Re: Awase (from Meaning of Competitive)
Let me be a bit more clear...
Awase, at least as I understand it, is quite literally about "matching" your partner. This is the basic principle at work when you do Kata practice. In Kata work, ones goal is to give the partner exactly the type of response which, in turn, allows his next movement and so on.
Forms have an omote and an ura. What you see in the basic form is the omote, or what it seems to be at face value. Any time you have kata practice, you are seeing a string of movements put together. Whatever the rational is for that sequence is the omote aspect of that form.
The ura aspect is what the movements within the form are underneath the outer version. In a typical sword form, each movement by each partner is potentially a finishing move. In order to get through the entire form, adjustments are made in timing and spacing so that the partner can respond as his or her role calls for. This requires awase or "matching" so that the partners are "in synch" or "in phase" with each other. If the two partners get out of sync, one or the other gets struck and the form can't continue.
In combat, one is not striving for awase. Rather, one strives to put the other opponent "out of phase" or "out of sync" with ones movements. This makes it almost impossible for him to counter ones movements. Each movement in a kata could be done in such a way that the partner would be unable to counter it. That is the ura of the form. Awase allows each person to respond, the underlying combat moves do not.

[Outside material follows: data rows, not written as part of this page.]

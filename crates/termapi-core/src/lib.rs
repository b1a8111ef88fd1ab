#![forbid(unsafe_code)]

//! Core: escape sequences, terminal channels and modes, and terminal queries.

pub mod channel;
pub mod logging;
pub mod mode;
pub mod query;
pub mod sequence;

// Re-export tracing macros at crate root for ergonomic use.
#[cfg(feature = "tracing")]
pub use logging::{debug, debug_span, trace, warn};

Aikido kihon waza practice is generally about awase. The practice is about a mutual connection. There may be tempo changes etc. but the purpose is to challenge and thereby develop the ability of the uke to stay connected (awase) through out the whole movement.
In the fighting versions of the same techniques (an ura aspect of these forms) one does not want the opponent "in phase" but rather "out of phase" so that he is unable to counter ones techniques. One does execute a throw in a manner designed to facilitate his ukemi safely, but just the opposite. Combat versions of these techniques are designed to have no safe ukemi, they are designed to create physical dysfunction or death.
Both opponents are striving for "connection" to the other opponent. But in combat, one strives to break the other's connection or cause it to falter for an instant. That is not awase. It is definitely not how basic practice is done.